INPUT FOR THIS TASK Block Start
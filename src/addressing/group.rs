//! KNX group addresses.
//!
//! Group addresses name logical functions on the bus. Two textual styles
//! exist for the same 16 bits:
//! - 3-level: `main/middle/sub` (5/3/8 bits), the default
//! - 2-level: `main/sub` (5/11 bits)

use crate::error::{KnxError, Result};
use core::fmt;
use core::fmt::Write;

/// KNX group address, stored as its 16-bit wire value.
///
/// ```
/// use knx_tunnel::GroupAddress;
///
/// let addr: GroupAddress = "1/2/3".parse().unwrap();
/// assert_eq!(addr.raw(), 0x0A03);
/// assert_eq!(addr.format(false).unwrap().as_str(), "1/515");
/// ```
#[derive(Debug, Clone, Copy, PartialEq, Eq, Hash, PartialOrd, Ord)]
#[cfg_attr(feature = "serde", derive(serde::Serialize, serde::Deserialize))]
pub struct GroupAddress {
    raw: u16,
}

impl GroupAddress {
    /// Maximum main group value (5 bits)
    pub const MAX_MAIN: u8 = 31;
    /// Maximum middle group value (3 bits)
    pub const MAX_MIDDLE: u8 = 7;
    /// Maximum sub group value (8 bits)
    pub const MAX_SUB: u8 = 255;
    /// Maximum sub value for 2-level format (11 bits)
    pub const MAX_SUB_2LEVEL: u16 = 2047;

    /// Create a 3-level address (`main/middle/sub`).
    pub fn new(main: u8, middle: u8, sub: u8) -> Result<Self> {
        if main > Self::MAX_MAIN || middle > Self::MAX_MIDDLE {
            return Err(KnxError::address_out_of_range());
        }
        Ok(Self {
            raw: (u16::from(main) << 11) | (u16::from(middle) << 8) | u16::from(sub),
        })
    }

    /// Create a 2-level address (`main/sub`).
    pub fn new_2level(main: u8, sub: u16) -> Result<Self> {
        if main > Self::MAX_MAIN || sub > Self::MAX_SUB_2LEVEL {
            return Err(KnxError::address_out_of_range());
        }
        Ok(Self {
            raw: (u16::from(main) << 11) | sub,
        })
    }

    /// Build from the two wire bytes (big-endian).
    #[inline]
    pub const fn from_bytes(bytes: [u8; 2]) -> Self {
        Self {
            raw: u16::from_be_bytes(bytes),
        }
    }

    /// The two wire bytes (big-endian).
    #[inline]
    pub const fn to_bytes(self) -> [u8; 2] {
        self.raw.to_be_bytes()
    }

    /// Get the raw u16 representation of the address.
    #[inline]
    pub const fn raw(self) -> u16 {
        self.raw
    }

    /// Main group, top 5 bits (0-31).
    #[inline]
    pub const fn main(self) -> u8 {
        ((self.raw >> 11) & 0x1F) as u8
    }

    /// Middle group in 3-level style (0-7).
    #[inline]
    pub const fn middle(self) -> u8 {
        ((self.raw >> 8) & 0x07) as u8
    }

    /// Sub group in 3-level style (0-255).
    #[inline]
    pub const fn sub(self) -> u8 {
        (self.raw & 0xFF) as u8
    }

    /// Sub group in 2-level style (0-2047).
    #[inline]
    pub const fn sub_2level(self) -> u16 {
        self.raw & 0x07FF
    }

    /// Format in 3-level (`three_level == true`) or 2-level style.
    pub fn format(self, three_level: bool) -> Result<heapless::String<16>> {
        let mut s = heapless::String::new();
        self.write_notation(&mut s, three_level)
            .map_err(|_full| KnxError::buffer_too_small())?;
        Ok(s)
    }

    fn write_notation(self, out: &mut impl fmt::Write, three_level: bool) -> fmt::Result {
        if three_level {
            write!(out, "{}/{}/{}", self.main(), self.middle(), self.sub())
        } else {
            write!(out, "{}/{}", self.main(), self.sub_2level())
        }
    }
}

impl From<u16> for GroupAddress {
    #[inline]
    fn from(raw: u16) -> Self {
        Self { raw }
    }
}

impl From<GroupAddress> for u16 {
    #[inline]
    fn from(addr: GroupAddress) -> u16 {
        addr.raw
    }
}

impl fmt::Display for GroupAddress {
    /// 3-level style.
    fn fmt(&self, f: &mut fmt::Formatter<'_>) -> fmt::Result {
        self.write_notation(f, true)
    }
}

impl core::str::FromStr for GroupAddress {
    type Err = KnxError;

    /// Accepts `main/middle/sub` and `main/sub`. Any separator, segment
    /// count or range violation is an invalid format.
    fn from_str(s: &str) -> Result<Self> {
        let mut segments: heapless::Vec<u16, 3> = heapless::Vec::new();
        for part in s.split('/') {
            let value: u16 = super::parse_segment(part)?;
            segments
                .push(value)
                .map_err(|_full| KnxError::invalid_address_format())?;
        }

        let check_main = |value: u16| {
            u8::try_from(value)
                .ok()
                .filter(|m| *m <= Self::MAX_MAIN)
                .ok_or_else(KnxError::invalid_address_format)
        };

        match segments.as_slice() {
            [m, mid, sub] => {
                let middle = u8::try_from(*mid).map_err(|_range| KnxError::invalid_address_format())?;
                let sub = u8::try_from(*sub).map_err(|_range| KnxError::invalid_address_format())?;
                Self::new(check_main(*m)?, middle, sub).map_err(|_range| KnxError::invalid_address_format())
            }
            [m, sub] => Self::new_2level(check_main(*m)?, *sub).map_err(|_range| KnxError::invalid_address_format()),
            _ => Err(KnxError::invalid_address_format()),
        }
    }
}

#[cfg(test)]
mod tests {
    use super::*;

    #[test]
    fn test_new_3level_valid() {
        let addr = GroupAddress::new(1, 2, 3).unwrap();
        assert_eq!(addr.main(), 1);
        assert_eq!(addr.middle(), 2);
        assert_eq!(addr.sub(), 3);
        assert_eq!(addr.to_bytes(), [0x0A, 0x03]);
    }

    #[test]
    fn test_new_out_of_range() {
        assert!(GroupAddress::new(32, 0, 0).is_err());
        assert!(GroupAddress::new(0, 8, 0).is_err());
        assert!(GroupAddress::new_2level(0, 2048).is_err());
    }

    #[test]
    fn test_2level_layout() {
        // main in the top 5 bits, sub across the remaining 11
        let addr = GroupAddress::new_2level(1, 234).unwrap();
        assert_eq!(addr.raw(), 0x0800 | 234);
        assert_eq!(addr.format(false).unwrap().as_str(), "1/234");
    }

    #[test]
    fn test_format_both_styles() {
        let addr = GroupAddress::from_bytes([0xFF, 0xFF]);
        assert_eq!(addr.format(true).unwrap().as_str(), "31/7/255");
        assert_eq!(addr.format(false).unwrap().as_str(), "31/2047");
    }

    #[test]
    fn test_every_3level_address_round_trips() {
        for main in 0..=GroupAddress::MAX_MAIN {
            for middle in 0..=GroupAddress::MAX_MIDDLE {
                for sub in 0..=GroupAddress::MAX_SUB {
                    let text = format!("{main}/{middle}/{sub}");
                    let addr: GroupAddress = text.parse().unwrap();
                    assert_eq!(addr.format(true).unwrap().as_str(), text);
                }
            }
        }
    }

    #[test]
    fn test_from_str_invalid() {
        for text in ["", "1", "1/2/3/4", "a/b/c", "32/0/0", "1/8/0", "1/2/256", "1/2048", "32/5", "1.2.3", "1//3", "-1/2/3"] {
            let err = text.parse::<GroupAddress>().unwrap_err();
            assert!(err.is_invalid_address_format(), "{text}");
        }
    }
}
INPUT FOR THIS TASK Block End
• [WHAT TO DO]:
Copy every line of the data where "wire" is found.

• [COMPLETED TASK]:
/// KNX group address, stored as its 16-bit wire value.
    /// Build from the two wire bytes (big-endian).
    /// The two wire bytes (big-endian).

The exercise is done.